Perhaps the media is misconstruing the true pulse of the Latinos when it discusses the possibility of Latinos being turned off by the Republican Party because of Trump rather than being turned off because the party has a long history of anti-Latino politics and policies. Yet various Latino leaders and spokespersons for Latino civic organizations are also complicit in this portrayal. Each election cycle they promote the Latino vote as being "up for grabs," notwithstanding the relatively consistent support that Latinos have given the Democratic Party since the 1980s.
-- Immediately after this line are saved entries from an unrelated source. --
use arrayvec::ArrayVec;
use ordered_float::OrderedFloat;
use simba::simd::{SimdBool as _, SimdPartialOrd as _, SimdValue};

use super::{INNER_NODE_CHILDREN, InnerNode, LeafIdx, NodeLink, Qbvh, STACK_CAPACITY};
use crate::{
    geometry::{FloatType, Intersection, Ray, RayBoxIntersection as _, SimdFloatType},
    scene::{SceneGeometry, Shape as _},
    util::set_bits,
};

impl Qbvh {
    /// Finds the nearest hit in (ray.t_min, min(ray.t_max, hit.t)].
    /// Returns false and leaves `hit` untouched if there is none.
    pub(super) fn intersect_ray(
        &self,
        ray: &Ray,
        geometry: &SceneGeometry,
        hit: &mut Intersection,
    ) -> bool {
        if self.root == NodeLink::Null {
            return false;
        }

        let (t1, t2) = self.bounding_box.intersect(ray);
        let Some(t_enter) = clip(ray, hit, t1, t2) else {
            return false;
        };

        let mut stack: ArrayVec<(NodeLink, FloatType), STACK_CAPACITY> = ArrayVec::new();
        stack.push((self.root, t_enter));

        let mut found = false;
        while let Some((link, t_enter)) = stack.pop() {
            if t_enter > hit.t {
                // Everything in this node is farther than what we already have
                continue;
            }

            match link {
                NodeLink::Null => {}
                NodeLink::Inner(index) => {
                    let children = self.inner_nodes[index].intersect(ray, hit);
                    // Farthest first, so that the nearest child gets popped next
                    stack.extend(children.into_iter().rev());
                }
                NodeLink::Leaf(index) => {
                    found |= self.intersect_leaf(index, ray, geometry, hit);
                }
            }
        }

        found
    }

    fn intersect_leaf(
        &self,
        index: LeafIdx,
        ray: &Ray,
        geometry: &SceneGeometry,
        hit: &mut Intersection,
    ) -> bool {
        let leaf = &self.leaves[index];
        let mut found = false;

        for block in self.blocks[leaf.blocks.clone()].iter() {
            found |= block.intersect(ray, geometry, hit);
        }

        for &primitive in &self.other_primitives[leaf.other_primitives.clone()] {
            if geometry.primitives[primitive].intersect(ray, geometry, hit) {
                hit.primitive = Some(primitive);
                found = true;
            }
        }

        found
    }
}

impl InnerNode {
    /// Intersects the child boxes with the ray.
    /// Returns non-null children whose box overlaps the valid part of the ray,
    /// together with their entry distance, sorted nearest first.
    fn intersect(
        &self,
        ray: &Ray,
        hit: &Intersection,
    ) -> ArrayVec<(NodeLink, FloatType), INNER_NODE_CHILDREN> {
        let (t1, t2) = self.child_bounds.intersect(ray);
        let t1 = t1.simd_max(SimdFloatType::splat(ray.t_min.max(0.0)));
        let t2 = t2.simd_min(SimdFloatType::splat(ray.t_max.min(hit.t)));
        let mask = t1.simd_le(t2).bitmask();

        let mut children: ArrayVec<_, INNER_NODE_CHILDREN> = set_bits(mask)
            .map(|i| (self.child_links[i], t1.extract(i)))
            .filter(|(link, _)| *link != NodeLink::Null)
            .collect();
        children.sort_unstable_by_key(|(_, t)| OrderedFloat(*t));
        children
    }
}

/// Clips the box interval to the valid part of the ray, returns the entry distance if anything remains.
fn clip(ray: &Ray, hit: &Intersection, t1: FloatType, t2: FloatType) -> Option<FloatType> {
    let t1 = t1.max(ray.t_min).max(0.0);
    let t2 = t2.min(ray.t_max).min(hit.t);
    (t1 <= t2).then_some(t1)
}
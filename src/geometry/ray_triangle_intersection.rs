//! Watertight ray/triangle intersection (Woop, Benthin, Wald: "Watertight Ray/Triangle
//! Intersection", JCGT 2013), in a scalar and a 4-wide variant.
//!
//! Both variants perform the same sequence of floating point operations, so the SIMD
//! variant gives bit-identical results to the scalar one in every lane.
//! Triangles are two sided. Rays hitting an edge or a vertex exactly count as a hit,
//! which makes meshes watertight: a ray through a shared edge hits both triangles.

use simba::simd::{SimdPartialOrd as _, SimdValue};

use super::{
    BarycentricCoordinates, FloatType, Ray, SimdFloatType, SimdMaskType, Triangle, WorldPoint,
    WorldPoint4, WorldVector, WorldVector4,
};

impl Triangle<WorldPoint> {
    /// Calculates ray intersection with the triangle.
    /// Returns the distance along the ray and barycentric coordinates of the hit,
    /// if it is inside (ray.t_min, min(ray.t_max, max_t)] and in front of the origin.
    pub fn intersect(
        &self,
        ray: &Ray,
        max_t: FloatType,
    ) -> Option<(FloatType, BarycentricCoordinates<FloatType>)> {
        let [kx, ky, kz] = ray.axes;
        let shear = ray.shear;

        let [a, b, c] = self.map(|p| p - ray.origin).into_array();
        let sheared = |p: &WorldVector| (p[kx] - shear.x * p[kz], p[ky] - shear.y * p[kz]);
        let (ax, ay) = sheared(&a);
        let (bx, by) = sheared(&b);
        let (cx, cy) = sheared(&c);

        let u = cx * by - cy * bx;
        let v = ax * cy - ay * cx;
        let w = bx * ay - by * ax;

        let inside = (u >= 0.0 && v >= 0.0 && w >= 0.0) || (u <= 0.0 && v <= 0.0 && w <= 0.0);
        let det = u + v + w;
        if !inside || det == 0.0 {
            return None;
        }

        let t = (u * (shear.z * a[kz]) + v * (shear.z * b[kz]) + w * (shear.z * c[kz])) / det;
        let in_range = t > ray.t_min && t > 0.0 && t <= ray.t_max && t <= max_t;
        if !in_range {
            return None;
        }

        Some((t, BarycentricCoordinates { u: v / det, v: w / det }))
    }
}

impl Triangle<WorldPoint4> {
    /// Calculates ray intersection with the triangle pack.
    /// Returns mask of valid intersections, distance along ray, and barycentric uv coordinates.
    /// Lanes outside of the mask contain unspecified values (possibly NaN).
    pub fn intersect(
        &self,
        ray: &Ray,
        max_t: FloatType,
    ) -> (
        SimdMaskType,
        SimdFloatType,
        BarycentricCoordinates<SimdFloatType>,
    ) {
        let [kx, ky, kz] = ray.axes;
        let shear = ray.shear.map(SimdFloatType::splat);
        let origin = ray.origin.map(SimdFloatType::splat);

        let [a, b, c] = self.map(|p| p - origin).into_array();
        let sheared = |p: &WorldVector4| (p[kx] - shear.x * p[kz], p[ky] - shear.y * p[kz]);
        let (ax, ay) = sheared(&a);
        let (bx, by) = sheared(&b);
        let (cx, cy) = sheared(&c);

        let u = cx * by - cy * bx;
        let v = ax * cy - ay * cx;
        let w = bx * ay - by * ax;

        let zero = SimdFloatType::splat(0.0);
        let inside = (u.simd_ge(zero) & v.simd_ge(zero) & w.simd_ge(zero))
            | (u.simd_le(zero) & v.simd_le(zero) & w.simd_le(zero));
        let det = u + v + w;

        let t = (u * (shear.z * a[kz]) + v * (shear.z * b[kz]) + w * (shear.z * c[kz])) / det;
        let in_range = t.simd_gt(SimdFloatType::splat(ray.t_min))
            & t.simd_gt(zero)
            & t.simd_le(SimdFloatType::splat(ray.t_max))
            & t.simd_le(SimdFloatType::splat(max_t));

        let mask = inside & det.simd_ne(zero) & in_range;
        (mask, t, BarycentricCoordinates { u: v / det, v: w / det })
    }
}
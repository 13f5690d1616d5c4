mod aabb;
mod ray_box_intersection;
mod ray_triangle_intersection;
mod triangle;

use nalgebra::{Point2, Point3, Vector3};
use simba::simd::{WideBoolF32x4, WideF32x4};

use crate::{mesh::MaterialId, scene::PrimitiveIdx};

pub use aabb::AABB;
pub use ray_box_intersection::RayBoxIntersection;
pub use triangle::{BarycentricCoordinates, Triangle};

pub type FloatType = f32;
pub type SimdFloatType = WideF32x4;
pub type SimdMaskType = WideBoolF32x4;

pub const EPSILON: FloatType = 1e-6;

pub type WorldPoint = Point3<FloatType>;
pub type WorldVector = Vector3<FloatType>;
pub type WorldBox = AABB<WorldPoint>;
pub type WorldPoint4 = Point3<SimdFloatType>;
pub type WorldVector4 = Vector3<SimdFloatType>;
pub type WorldBox4 = AABB<WorldPoint4>;

pub type TexturePoint = Point2<FloatType>;

#[derive(Copy, Clone, Debug)]
pub struct Ray {
    pub origin: WorldPoint,
    /// Normalized direction of the ray
    pub direction: WorldVector,

    /// Valid parametric interval, intersections are accepted in (t_min, t_max]
    pub t_min: FloatType,
    pub t_max: FloatType,

    /// Componentwise inverse of the ray direction
    /// Zeros in direction get turned into positive infinity regardless of the sign of the zero
    pub inv_direction: WorldVector,

    /// Axis permutation [kx, ky, kz], kz is the dominant axis of the direction.
    /// kx and ky are swapped when the dominant component is negative, to preserve winding.
    pub axes: [usize; 3],

    /// Shear that maps the permuted direction to (0, 0, 1):
    /// (d[kx] / d[kz], d[ky] / d[kz], 1 / d[kz])
    pub shear: WorldVector,
}

impl Ray {
    pub fn new(origin: WorldPoint, direction: WorldVector) -> Ray {
        Self::with_range(origin, direction, 0.0, FloatType::INFINITY)
    }

    /// Ray limited to distances in `[t_min, t_max]`.
    /// The direction gets normalized, so the range and all hit distances
    /// are measured in world units, not in multiples of `direction`.
    pub fn with_range(
        origin: WorldPoint,
        direction: WorldVector,
        t_min: FloatType,
        t_max: FloatType,
    ) -> Ray {
        // A zero direction stays zero, the ray is then degenerate and never hits anything.
        let direction = direction
            .try_normalize(0.0)
            .unwrap_or_else(WorldVector::zeros);
        let inv_direction = direction.map(|x| if x == 0.0 { FloatType::INFINITY } else { 1.0 / x });

        let kz = direction.iamax();
        let mut kx = (kz + 1) % 3;
        let mut ky = (kx + 1) % 3;
        if direction[kz] < 0.0 {
            std::mem::swap(&mut kx, &mut ky);
        }

        let shear = WorldVector::new(
            direction[kx] / direction[kz],
            direction[ky] / direction[kz],
            1.0 / direction[kz],
        );

        Ray {
            origin,
            direction,
            t_min,
            t_max,
            inv_direction,
            axes: [kx, ky, kz],
            shear,
        }
    }

    pub fn point_at(&self, distance: FloatType) -> WorldPoint {
        self.origin + self.direction * distance
    }

    /// Rays with zero or non-finite direction, non-finite origin or an empty interval.
    pub fn is_degenerate(&self) -> bool {
        let finite = self.origin.iter().all(|x| x.is_finite())
            && self.direction.iter().all(|x| x.is_finite());
        !(finite && self.direction.norm_squared() > 0.0 && self.t_min <= self.t_max)
    }
}

/// Surface data at the nearest hit found so far.
#[derive(Clone, Debug, PartialEq)]
pub struct Intersection {
    pub point: WorldPoint,
    /// Interpolated shading normal, in the same hemisphere as `geometric_normal`
    pub normal: WorldVector,
    /// Face normal, oriented against the incoming ray
    pub geometric_normal: WorldVector,
    pub tangent: WorldVector,
    /// Direction towards the ray origin
    pub view: WorldVector,
    pub texture_coords: TexturePoint,
    /// Distance along the ray, upper bound for any further accepted hit
    pub t: FloatType,

    pub primitive: Option<PrimitiveIdx>,
    pub material: MaterialId,
}

impl Default for Intersection {
    fn default() -> Self {
        Intersection {
            point: WorldPoint::origin(),
            normal: WorldVector::zeros(),
            geometric_normal: WorldVector::zeros(),
            tangent: WorldVector::zeros(),
            view: WorldVector::zeros(),
            texture_coords: TexturePoint::origin(),
            t: FloatType::INFINITY,
            primitive: None,
            material: MaterialId::default(),
        }
    }
}

/// Returns a unit vector perpendicular to `normal`, as close to `candidate` as possible.
/// Falls back to an arbitrary perpendicular if the candidate is (nearly) parallel.
pub fn tangent_towards(normal: &WorldVector, candidate: &WorldVector) -> WorldVector {
    let projected = candidate - normal * normal.dot(candidate);
    projected.try_normalize(EPSILON).unwrap_or_else(|| {
        let axis = WorldVector::ith(normal.iamin(), 1.0);
        normal
            .cross(&axis)
            .try_normalize(0.0)
            .unwrap_or_else(WorldVector::x)
    })
}

/// Flips `v` so that it points into the same hemisphere as `reference`.
pub fn face_forward(v: WorldVector, reference: &WorldVector) -> WorldVector {
    if v.dot(reference) < 0.0 { -v } else { v }
}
There are various reasons for this complicity, including the attempt to distinguish Latinos, many of whom are black, from African-American voters, who are portrayed as captives of the Democratic Party.

Caught between anti-black rhetoric of Republican stalwarts Barry Goldwater and Ronald Reagan and the half-heartedness of the Democratic Party, African Americans have largely joined and sought to reshape the latter. Goldwater's opposition to the Civil Rights Act of 1964 was for blacks what Republicans' opposition to a path to citizenship is for many Latinos. Reagan's rhetoric against "welfare queens" was as appalling to blacks as Trump's reference to Latinos as "rapists" is to Latinos. African-American voters have learned that a party with such a sorry modern history is not one deserving of reconsideration every election cycle when little has changed about its fundamental attitude towards people of color.

By now, Latinos know as much about the shameful underbelly of the Republican Party as does the guest about his host. With the rise of Trump, perhaps they've seen enough to part ways.